Defining Niagara through a new lens is our key to the future | Bullet News Niagara | Niagara Falls, Welland, Thorold, St Catharines, Fort Erie, Thorold

ARLENE WHITE/Cross-Border News

A common mistake that we human beings regularly make is not being able to see the forest for the trees – missing the big picture because we are so focused on the small details we are involved in that we take the progress we are making or the assets that we have for granted because we are too close to actually see them for the value they provide.

Niagara is like this in many ways – so focused on old definitions, geography and boundaries that were used to describe us, the things that other communities are doing, or that we feel aren’t being done or done well in our region, that we totally miss the great things that are happening, and the opportunities right in front of us.

And there are tremendous opportunities all around us – if we choose to break down old barriers to thinking and how we do things, and start to redefine a “greater” Niagara region that encompasses and promotes the best of what this new Niagara can offer.

What if someone told you that this region has set continental and international precedents and standards, and is recognized at these levels for our Water and Hydro-Electric Management, Emergency Response Services, and Bio-Medical Developments?

That we are the home to more than 20 public and private post-secondary education institutions offering full-time and part-time courses across a full spectrum of disciplines from humanities to engineering, architecture, medicine and technology that draw international students from countries around the world and provide local graduates with access to global opportunities?

That this region is recognized for it’s advanced research and deliver of health care in the fields of cancer, neurosurgery, cardiology, gastroenterology, pulmonary, nuclear medicine, ophthalmology, pediatrics, radiology and diagnostic services?

That we have the busiest international crossing along the northern border that directly impacts the economies of both our countries and jurisdictions as far away as California and British Columbia?

That we are home to National league hockey and football, and recognized internationally for sport management training, annual competitions and unique venues for things like flat-water sports and marathons?

That the key determinants for American and Canadian independence from European control, our national identities, and agreement over how we would share the North American continent were rooted in specific circumstances preceding, throughout and following the War of 1812?

That the revitalization efforts and successes taking place in many of our old downtowns and historic neighborhoods are being noted and emulated in other parts of North America?
That there is a broad array of financial, human, operational and training resources available to assist new entrepreneurs with their start-ups, as well as to help small and mid-size businesses to grow their local and export markets?

That people who visit our region from other parts of the globe constantly comment on how lucky we are to live where we do and be able to share the rich resources we have between two young countries?

These are the messages that were shared with more than 200 delegates to the 2011 Binational Summit just over two weeks ago, and that we need to share with a broader audience of Niagara businesses, residents and politicians in order to fully capitalize on our unique positioning and ability to grow and prosper.

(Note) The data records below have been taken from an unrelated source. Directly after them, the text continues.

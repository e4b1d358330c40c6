//! Tick-driven decision controller for one pool: context, action factory and
//! the finite state machine. The controller is synchronous; external
//! executors and the balance/price feeds run elsewhere and surface through
//! the snapshot.

pub mod actions;
pub mod context;
pub mod fsm;

pub use actions::ActionFactory;
pub use context::{ControllerContext, ControllerState};
pub use fsm::Controller;
//! Action factory: turns proposals and swap intents into executor create
//! configs. Amounts/bounds cross into pool orientation here; slippage is
//! converted from ratio to the percent points the router executor expects.
//! Executor ids derive from the snapshot clock, so rebuilding the same tick
//! yields the same ids.

use rust_decimal::Decimal;
use tracing::warn;

use crate::adapter::PoolDomainAdapter;
use crate::config::ControllerConfig;
use crate::planner::OpenProposal;
use crate::policy::PoolPolicy;
use crate::types::{Action, LpExecutorConfig, SwapExecutorConfig, SwapPurpose, TradeSide};

/// Router executors reject slippage above this many percent points
const MAX_SLIPPAGE_POINTS: Decimal = Decimal::TEN;

pub struct ActionFactory {
    controller_id: String,
    connector_name: String,
    router_connector: String,
    trading_pair: String,
    pool_address: String,
    budget_key: String,
    swap_slippage_pct: Decimal,
    swap_safety_buffer_pct: Decimal,
    domain: PoolDomainAdapter,
}

impl ActionFactory {
    pub fn new(config: &ControllerConfig, domain: PoolDomainAdapter) -> Self {
        Self {
            controller_id: config.id.clone(),
            connector_name: config.connector_name.clone(),
            router_connector: config.router_connector.clone(),
            trading_pair: config.trading_pair.clone(),
            pool_address: config.pool_address.clone(),
            budget_key: config.budget_key().to_string(),
            swap_slippage_pct: config.swap_slippage_pct.max(Decimal::ZERO),
            swap_safety_buffer_pct: config.swap_safety_buffer_pct.max(Decimal::ZERO),
            domain,
        }
    }

    /// Router slippage in percent points (ratio x 100)
    pub fn swap_slippage_points(&self) -> Decimal {
        self.swap_slippage_pct * Decimal::ONE_HUNDRED
    }

    /// Build the LP open action for a proposal. Both sides must be positive;
    /// one-sided proposals go through the inventory swap first.
    pub fn build_open_lp_action(
        &self,
        policy: &PoolPolicy,
        proposal: &OpenProposal,
        now: f64,
    ) -> Option<Action> {
        if proposal.open_base <= Decimal::ZERO || proposal.open_quote <= Decimal::ZERO {
            return None;
        }
        let (pool_base_amt, pool_quote_amt) = self
            .domain
            .strategy_amounts_to_pool(proposal.open_base, proposal.open_quote);
        let (pool_lower, pool_upper) = self
            .domain
            .strategy_bounds_to_pool(proposal.lower, proposal.upper);

        Some(Action::CreateLp(LpExecutorConfig {
            id: self.executor_id("lp", now),
            timestamp: now,
            connector_name: self.connector_name.clone(),
            pool_address: self.pool_address.clone(),
            trading_pair: self.domain.pool_trading_pair.clone(),
            base_token: self.domain.pool_base_token.clone(),
            quote_token: self.domain.pool_quote_token.clone(),
            lower_price: pool_lower,
            upper_price: pool_upper,
            base_amount: pool_base_amt,
            quote_amount: pool_quote_amt,
            side: side_from_amounts(pool_base_amt, pool_quote_amt),
            keep_position: false,
            budget_key: self.budget_key.clone(),
            budget_reservation_id: None,
            extra_params: policy.extra_lp_params(),
        }))
    }

    /// Build a router swap action. `apply_buffer` shaves SELL sizes by the
    /// safety buffer so balance rounding cannot overdraw the wallet.
    pub fn build_swap_action(
        &self,
        purpose: SwapPurpose,
        now: f64,
        side: TradeSide,
        amount: Decimal,
        amount_in_is_quote: bool,
        apply_buffer: bool,
    ) -> Option<Action> {
        if amount <= Decimal::ZERO {
            return None;
        }
        let amount = if apply_buffer {
            self.apply_swap_buffer(amount)
        } else {
            amount
        };
        if amount <= Decimal::ZERO {
            return None;
        }
        let slippage_points = self.swap_slippage_points();
        if slippage_points <= Decimal::ZERO || slippage_points > MAX_SLIPPAGE_POINTS {
            warn!(
                "swap rejected: slippage {} points outside (0, {}]",
                slippage_points, MAX_SLIPPAGE_POINTS
            );
            return None;
        }
        Some(Action::CreateSwap(SwapExecutorConfig {
            id: self.executor_id("swap", now),
            timestamp: now,
            connector_name: self.router_connector.clone(),
            trading_pair: self.trading_pair.clone(),
            side,
            amount,
            amount_in_is_quote,
            slippage_pct: slippage_points,
            pool_address: (!self.pool_address.is_empty()).then(|| self.pool_address.clone()),
            level_id: purpose.level_id().to_string(),
            budget_key: self.budget_key.clone(),
        }))
    }

    /// Inventory swap toward a signed base delta: positive buys base with
    /// quote (amount denominated in quote), negative sells base (buffered).
    pub fn build_swap_action_for_delta(
        &self,
        purpose: SwapPurpose,
        now: f64,
        current_price: Option<Decimal>,
        delta_base: Decimal,
    ) -> Option<Action> {
        let price = current_price.filter(|p| *p > Decimal::ZERO)?;
        if delta_base > Decimal::ZERO {
            self.build_swap_action(
                purpose,
                now,
                TradeSide::Buy,
                (delta_base * price).abs(),
                true,
                false,
            )
        } else if delta_base < Decimal::ZERO {
            self.build_swap_action(purpose, now, TradeSide::Sell, delta_base.abs(), false, true)
        } else {
            None
        }
    }

    fn apply_swap_buffer(&self, amount: Decimal) -> Decimal {
        if self.swap_safety_buffer_pct <= Decimal::ZERO {
            return amount;
        }
        if self.swap_safety_buffer_pct >= Decimal::ONE {
            return Decimal::ZERO;
        }
        amount * (Decimal::ONE - self.swap_safety_buffer_pct)
    }

    fn executor_id(&self, kind: &str, now: f64) -> String {
        format!("{}-{}-{}", kind, self.controller_id, (now * 1000.0) as u64)
    }
}

fn side_from_amounts(base_amt: Decimal, quote_amt: Decimal) -> u8 {
    if base_amt > Decimal::ZERO && quote_amt > Decimal::ZERO {
        0
    } else if quote_amt > Decimal::ZERO {
        1
    } else {
        2
    }
}

#[cfg(test)]
mod tests {
    use super::*;
    use crate::config::tests::test_config;
    use rust_decimal_macros::dec;

    fn factory() -> ActionFactory {
        let config = test_config();
        let domain = PoolDomainAdapter::from_pairs("SOL-USDC", None);
        ActionFactory::new(&config, domain)
    }

    fn inverted_factory() -> ActionFactory {
        let mut config = test_config();
        config.pool_trading_pair = Some("USDC-SOL".to_string());
        let domain = PoolDomainAdapter::from_pairs("SOL-USDC", Some("USDC-SOL"));
        ActionFactory::new(&config, domain)
    }

    fn proposal() -> OpenProposal {
        OpenProposal {
            lower: dec!(18),
            upper: dec!(22),
            target_base: dec!(5),
            target_quote: dec!(100),
            delta_base: dec!(0),
            delta_quote_value: dec!(0),
            open_base: dec!(5),
            open_quote: dec!(100),
            min_swap_value_quote: dec!(1),
        }
    }

    fn policy() -> PoolPolicy {
        let config = test_config();
        let domain = PoolDomainAdapter::from_pairs("SOL-USDC", None);
        PoolPolicy::from_config(&config, domain)
    }

    #[test]
    fn test_open_lp_action_fields() {
        let action = factory().build_open_lp_action(&policy(), &proposal(), 1000.5).unwrap();
        let Action::CreateLp(config) = action else {
            panic!("expected CreateLp");
        };
        assert_eq!(config.id, "lp-clmm-test-1000500");
        assert_eq!(config.lower_price, dec!(18));
        assert_eq!(config.upper_price, dec!(22));
        assert_eq!(config.base_amount, dec!(5));
        assert_eq!(config.quote_amount, dec!(100));
        assert_eq!(config.side, 0);
        assert!(!config.keep_position);
        assert_eq!(config.budget_key, "clmm-test");
    }

    #[test]
    fn test_open_lp_action_inverted_pool() {
        let action = inverted_factory()
            .build_open_lp_action(&policy(), &proposal(), 0.0)
            .unwrap();
        let Action::CreateLp(config) = action else {
            panic!("expected CreateLp");
        };
        // Amounts swap, bounds invert: [1/22, 1/18]
        assert_eq!(config.base_amount, dec!(100));
        assert_eq!(config.quote_amount, dec!(5));
        assert!(config.lower_price < config.upper_price);
        assert!((config.lower_price - dec!(1) / dec!(22)).abs() < dec!(0.0000001));
        assert_eq!(config.trading_pair, "USDC-SOL");
        assert_eq!(config.base_token, "USDC");
    }

    #[test]
    fn test_open_lp_rejects_one_sided() {
        let mut one_sided = proposal();
        one_sided.open_quote = dec!(0);
        assert!(factory().build_open_lp_action(&policy(), &one_sided, 0.0).is_none());
    }

    #[test]
    fn test_swap_action_slippage_points() {
        let action = factory()
            .build_swap_action(SwapPurpose::Inventory, 10.0, TradeSide::Buy, dec!(50), true, false)
            .unwrap();
        let Action::CreateSwap(config) = action else {
            panic!("expected CreateSwap");
        };
        // config ratio 0.01 -> 1 percent point
        assert_eq!(config.slippage_pct, dec!(1.00));
        assert_eq!(config.level_id, "inventory");
        assert!(config.amount_in_is_quote);
    }

    #[test]
    fn test_swap_action_rejects_bad_slippage() {
        let mut config = test_config();
        config.swap_slippage_pct = dec!(0.2); // 20 points, above the router cap
        let domain = PoolDomainAdapter::from_pairs("SOL-USDC", None);
        let factory = ActionFactory::new(&config, domain);
        assert!(factory
            .build_swap_action(SwapPurpose::Inventory, 0.0, TradeSide::Buy, dec!(50), true, false)
            .is_none());

        let mut config = test_config();
        config.swap_slippage_pct = dec!(0);
        let domain = PoolDomainAdapter::from_pairs("SOL-USDC", None);
        let factory = ActionFactory::new(&config, domain);
        assert!(factory
            .build_swap_action(SwapPurpose::Inventory, 0.0, TradeSide::Buy, dec!(50), true, false)
            .is_none());
    }

    #[test]
    fn test_sell_applies_safety_buffer() {
        let action = factory()
            .build_swap_action_for_delta(SwapPurpose::Inventory, 0.0, Some(dec!(20)), dec!(-10))
            .unwrap();
        let Action::CreateSwap(config) = action else {
            panic!("expected CreateSwap");
        };
        assert_eq!(config.side, TradeSide::Sell);
        // 2% buffer shaves 10 -> 9.8
        assert_eq!(config.amount, dec!(9.80));
        assert!(!config.amount_in_is_quote);
    }

    #[test]
    fn test_buy_denominated_in_quote_without_buffer() {
        let action = factory()
            .build_swap_action_for_delta(SwapPurpose::Inventory, 0.0, Some(dec!(20)), dec!(3))
            .unwrap();
        let Action::CreateSwap(config) = action else {
            panic!("expected CreateSwap");
        };
        assert_eq!(config.side, TradeSide::Buy);
        assert_eq!(config.amount, dec!(60));
        assert!(config.amount_in_is_quote);
    }

    #[test]
    fn test_zero_delta_yields_no_action() {
        assert!(factory()
            .build_swap_action_for_delta(SwapPurpose::Inventory, 0.0, Some(dec!(20)), dec!(0))
            .is_none());
        assert!(factory()
            .build_swap_action_for_delta(SwapPurpose::Inventory, 0.0, None, dec!(5))
            .is_none());
    }

    #[test]
    fn test_deterministic_ids() {
        let f = factory();
        let a = f.build_swap_action(SwapPurpose::Stoploss, 42.0, TradeSide::Sell, dec!(1), false, false);
        let b = f.build_swap_action(SwapPurpose::Stoploss, 42.0, TradeSide::Sell, dec!(1), false, false);
        assert_eq!(a, b);
    }
}
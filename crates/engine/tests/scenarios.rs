//! End-to-end scenarios over the fully wired engine.

use std::collections::HashMap;
use std::sync::Arc;
use std::sync::atomic::{AtomicUsize, Ordering};

use async_trait::async_trait;
use chrono::{DateTime, TimeZone, Utc};
use rust_decimal::Decimal;
use rust_decimal_macros::dec;

use tally_core::{Account, Direction, JournalLegDraft, LedgerError, RateTable};
use tally_engine::{CreateJournalInput, Engine, RateProvider};
use tally_shared::AppConfig;
use tally_store::{LedgerStore, MemoryLedgerStore};

fn ts(secs: i64) -> DateTime<Utc> {
    Utc.timestamp_opt(secs, 0).unwrap()
}

struct StaticProvider {
    calls: AtomicUsize,
}

#[async_trait]
impl RateProvider for StaticProvider {
    async fn fetch_table(&self, base: &str) -> Result<RateTable, LedgerError> {
        self.calls.fetch_add(1, Ordering::SeqCst);
        let mut rates = HashMap::new();
        rates.insert("EUR".to_string(), dec!(0.9));
        rates.insert("JPY".to_string(), dec!(150));
        Ok(RateTable {
            base: base.to_string(),
            rates,
            fetched_at: Utc::now(),
        })
    }
}

async fn engine() -> (Engine, Arc<StaticProvider>) {
    let store = Arc::new(MemoryLedgerStore::new());
    let provider = Arc::new(StaticProvider {
        calls: AtomicUsize::new(0),
    });
    let engine = Engine::new(
        store as Arc<dyn LedgerStore>,
        Arc::clone(&provider) as Arc<dyn RateProvider>,
        &AppConfig::default(),
    );
    (engine, provider)
}

async fn account_named(engine: &Engine, name: &str) -> Account {
    engine
        .store
        .accounts()
        .await
        .unwrap()
        .into_iter()
        .find(|a| a.name == name)
        .unwrap()
}

fn transfer(
    from_credit: &Account,
    to_debit: &Account,
    amount: Decimal,
    at: i64,
    description: &str,
) -> CreateJournalInput {
    CreateJournalInput {
        description: description.to_string(),
        journal_date: ts(at),
        currency: "USD".to_string(),
        legs: vec![
            JournalLegDraft::same_currency(to_debit.id, amount, Direction::Debit, "USD"),
            JournalLegDraft::same_currency(from_credit.id, amount, Direction::Credit, "USD"),
        ],
    }
}

#[tokio::test]
async fn balances_settle_after_posting_and_spending() {
    let (engine, _) = engine().await;
    engine.auditor.run_startup_check().await.unwrap();
    let cash = account_named(&engine, "Cash").await;
    let opening = account_named(&engine, "Opening Balances").await;
    let groceries = account_named(&engine, "Groceries").await;

    engine
        .service
        .create_journal(transfer(&opening, &cash, dec!(1000), 1000, "Opening"))
        .await
        .unwrap();
    engine
        .service
        .create_journal(transfer(&cash, &groceries, dec!(300), 2000, "Food"))
        .await
        .unwrap();
    engine.queue.flush().await;

    let view = engine
        .service
        .get_account_balance(cash.id, None)
        .await
        .unwrap();
    assert_eq!(view.balance, dec!(700));
    assert_eq!(view.transaction_count, 2);

    let view = engine
        .service
        .get_account_balance(groceries.id, None)
        .await
        .unwrap();
    assert_eq!(view.balance, dec!(300));
}

#[tokio::test]
async fn backdated_journal_reflows_the_chain() {
    let (engine, _) = engine().await;
    engine.auditor.run_startup_check().await.unwrap();
    let cash = account_named(&engine, "Cash").await;
    let opening = account_named(&engine, "Opening Balances").await;
    let rent = account_named(&engine, "Rent").await;

    engine
        .service
        .create_journal(transfer(&opening, &cash, dec!(100), 1000, "T1"))
        .await
        .unwrap();
    engine
        .service
        .create_journal(transfer(&opening, &cash, dec!(200), 3000, "T3"))
        .await
        .unwrap();
    engine.queue.flush().await;

    // insert T2 between the existing entries
    engine
        .service
        .create_journal(transfer(&cash, &rent, dec!(50), 2000, "T2"))
        .await
        .unwrap();
    engine.queue.flush().await;

    let legs = engine.store.active_legs_for_account(cash.id).await.unwrap();
    let balances: Vec<Decimal> = legs.iter().map(|l| l.running_balance.unwrap()).collect();
    assert_eq!(balances, vec![dec!(100), dec!(50), dec!(250)]);

    // the full chain also passes audit
    let v = engine.auditor.verify_account_balance(cash.id, None).await.unwrap();
    assert!(v.matches);
}

#[tokio::test]
async fn corrupted_cache_is_detected_and_repaired() {
    let (engine, _) = engine().await;
    engine.auditor.run_startup_check().await.unwrap();
    let cash = account_named(&engine, "Cash").await;
    let opening = account_named(&engine, "Opening Balances").await;

    engine
        .service
        .create_journal(transfer(&opening, &cash, dec!(1000), 1000, "Opening"))
        .await
        .unwrap();
    engine.queue.flush().await;

    let legs = engine.store.active_legs_for_account(cash.id).await.unwrap();
    engine
        .store
        .set_running_balance(legs[0].id, dec!(123.45))
        .await
        .unwrap();

    let v = engine.auditor.verify_account_balance(cash.id, None).await.unwrap();
    assert!(!v.matches);
    assert_eq!(v.computed_balance, dec!(1000));
    assert_eq!(v.cached_balance, Some(dec!(123.45)));

    let repaired = engine.auditor.repair_account_balance(cash.id).await.unwrap();
    assert!(repaired.matches);
    assert_eq!(repaired.computed_balance, dec!(1000));
}

#[tokio::test]
async fn startup_on_fresh_store_seeds_then_subsequent_runs_audit() {
    let (engine, _) = engine().await;

    let first = engine.auditor.run_startup_check().await.unwrap();
    assert!(first.seeded);
    assert!(engine.store.currency("USD").await.unwrap().is_some());
    assert_eq!(engine.store.accounts().await.unwrap().len(), 9);

    let second = engine.auditor.run_startup_check().await.unwrap();
    assert!(!second.seeded);
    assert_eq!(second.total_accounts, 9);
    assert_eq!(second.discrepancies_found, 0);
}

#[tokio::test]
async fn burst_of_edits_coalesces_per_account() {
    let (engine, _) = engine().await;
    engine.auditor.run_startup_check().await.unwrap();
    let cash = account_named(&engine, "Cash").await;
    let opening = account_named(&engine, "Opening Balances").await;

    for i in 0..10i64 {
        engine
            .service
            .create_journal(transfer(
                &opening,
                &cash,
                dec!(10),
                1000 + i * 100,
                "burst",
            ))
            .await
            .unwrap();
    }
    // the pending window for the account merged to the earliest edit
    assert_eq!(engine.queue.pending_window(cash.id).await, Some(ts(1000)));

    engine.queue.flush().await;
    let view = engine
        .service
        .get_account_balance(cash.id, None)
        .await
        .unwrap();
    assert_eq!(view.balance, dec!(100));
    assert_eq!(view.transaction_count, 10);
}

#[tokio::test]
async fn updating_a_journal_amount_reflows_downstream_balances() {
    let (engine, _) = engine().await;
    engine.auditor.run_startup_check().await.unwrap();
    let cash = account_named(&engine, "Cash").await;
    let opening = account_named(&engine, "Opening Balances").await;

    let (journal, _) = engine
        .service
        .create_journal(transfer(&opening, &cash, dec!(100), 1000, "T1"))
        .await
        .unwrap();
    engine
        .service
        .create_journal(transfer(&opening, &cash, dec!(200), 2000, "T2"))
        .await
        .unwrap();
    engine.queue.flush().await;

    engine
        .service
        .update_journal(journal.id, transfer(&opening, &cash, dec!(500), 1000, "T1 fixed"))
        .await
        .unwrap();
    engine.queue.flush().await;

    let legs = engine.store.active_legs_for_account(cash.id).await.unwrap();
    let balances: Vec<Decimal> = legs.iter().map(|l| l.running_balance.unwrap()).collect();
    assert_eq!(balances, vec![dec!(500), dec!(700)]);
}

#[tokio::test]
async fn conversion_rides_the_shared_rate_table() {
    let (engine, provider) = engine().await;

    let (eur, jpy) = tokio::join!(
        engine.rates.convert(dec!(100), "USD", "EUR", 2),
        engine.rates.convert(dec!(100), "USD", "JPY", 0),
    );
    assert_eq!(eur.unwrap(), dec!(90.00));
    assert_eq!(jpy.unwrap(), dec!(15000));
    assert_eq!(provider.calls.load(Ordering::SeqCst), 1);

    // the fetched table was persisted for the stale-fallback tier
    assert!(engine.store.load_rate_table("USD").await.unwrap().is_some());
}
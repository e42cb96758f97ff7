//! Tracing subscriber setup.

use tracing_subscriber::EnvFilter;

/// Initializes the global tracing subscriber.
///
/// Filter level comes from `RUST_LOG`, defaulting to `info`. Safe to call
/// more than once; subsequent calls are no-ops.
pub fn init() {
    let filter = EnvFilter::try_from_default_env().unwrap_or_else(|_| EnvFilter::new("info"));

    let _ = tracing_subscriber::fmt()
        .with_env_filter(filter)
        .with_target(true)
        .try_init();
}
//! Account types and the chart of accounts entry.

use chrono::{DateTime, Utc};
use serde::{Deserialize, Serialize};
use tally_shared::types::AccountId;

/// Account type classification.
///
/// In double-entry bookkeeping the type determines the normal balance side:
/// - Asset/Expense accounts are debit-normal
/// - Liability/Equity/Income accounts are credit-normal
#[derive(Debug, Clone, Copy, PartialEq, Eq, Hash, Serialize, Deserialize)]
#[serde(rename_all = "lowercase")]
pub enum AccountType {
    /// Things owned (cash, bank accounts, investments).
    Asset,
    /// Things owed (credit cards, loans).
    Liability,
    /// Net worth / opening balances.
    Equity,
    /// Money coming in (salary, interest).
    Income,
    /// Money going out (groceries, rent).
    Expense,
}

impl AccountType {
    /// Returns true if a debit increases this account's balance.
    #[must_use]
    pub const fn is_debit_normal(self) -> bool {
        matches!(self, Self::Asset | Self::Expense)
    }
}

/// A chart of accounts entry.
#[derive(Debug, Clone, PartialEq, Eq, Serialize, Deserialize)]
pub struct Account {
    /// Unique identifier.
    pub id: AccountId,
    /// Display name (e.g., "Cash").
    pub name: String,
    /// Account type, fixes the sign rules for this account's legs.
    pub account_type: AccountType,
    /// ISO 4217 currency code.
    pub currency: String,
    /// Decimal places the account's currency rounds to.
    pub precision: u32,
    /// Optional parent account (hierarchy).
    pub parent_id: Option<AccountId>,
    /// Soft-delete marker.
    pub deleted_at: Option<DateTime<Utc>>,
}

impl Account {
    /// Creates a new active account.
    #[must_use]
    pub fn new(
        name: impl Into<String>,
        account_type: AccountType,
        currency: impl Into<String>,
        precision: u32,
    ) -> Self {
        Self {
            id: AccountId::new(),
            name: name.into(),
            account_type,
            currency: currency.into(),
            precision,
            parent_id: None,
            deleted_at: None,
        }
    }

    /// Returns true if the account has not been soft-deleted.
    #[must_use]
    pub const fn is_active(&self) -> bool {
        self.deleted_at.is_none()
    }
}
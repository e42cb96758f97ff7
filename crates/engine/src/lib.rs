//! Ledger consistency engine.
//!
//! Keeps the denormalized running-balance cache honest against the
//! append-only journal log:
//!
//! - [`rebuilder`]: recomputes cached running balances for one account
//! - [`queue`]: debounced, batched, retrying rebuild scheduler
//! - [`auditor`]: cold-recomputes, compares, repairs, seeds first-run data
//! - [`rates`]: multi-currency normalization with tiered caching
//! - [`service`]: the operations exposed to UI/reporting collaborators

pub mod auditor;
pub mod queue;
pub mod rates;
pub mod rebuilder;
pub mod service;

use std::sync::Arc;

use tally_shared::AppConfig;
use tally_store::LedgerStore;

pub use auditor::{BalanceVerification, IntegrityAuditor, StartupReport};
pub use queue::RebuildQueue;
pub use rates::{HttpRateProvider, RateProvider, RateService};
pub use rebuilder::{BalanceRebuilder, RebuildOutcome};
pub use service::{AccountBalanceView, CreateJournalInput, LedgerService};

/// The fully wired engine.
pub struct Engine {
    /// The persistence boundary.
    pub store: Arc<dyn LedgerStore>,
    /// Journal create/update/delete and balance reads.
    pub service: LedgerService,
    /// Background rebuild scheduler.
    pub queue: RebuildQueue,
    /// Verify/repair and startup seeding.
    pub auditor: IntegrityAuditor,
    /// Exchange rate lookup and conversion.
    pub rates: RateService,
}

impl Engine {
    /// Wires store, rebuilder, queue, auditor and rate service together.
    #[must_use]
    pub fn new(
        store: Arc<dyn LedgerStore>,
        provider: Arc<dyn RateProvider>,
        config: &AppConfig,
    ) -> Self {
        let rebuilder = BalanceRebuilder::new(Arc::clone(&store));
        let queue = RebuildQueue::new(rebuilder.clone(), config.queue.clone());
        let service = LedgerService::new(Arc::clone(&store), queue.clone());
        let auditor = IntegrityAuditor::new(
            Arc::clone(&store),
            rebuilder,
            config.ledger.base_currency.clone(),
        );
        let rates = RateService::new(provider, Arc::clone(&store), &config.rates);
        Self {
            store,
            service,
            queue,
            auditor,
            rates,
        }
    }
}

Over the next few weeks, I will be telling you about the innovators who are leading these efforts in true regional growth, and the successes they have achieved thanks to their “no border” attitudes to the work they do.

It’s time for some new definitions for Niagara if we are serious about success over the next decade. Great debates are now underway over future economic development and business organizations that will lead our region forward – without including the binational importance and links this region has, the conversation is hollow and the outcomes will continue to miss the greater target we should all be aiming for.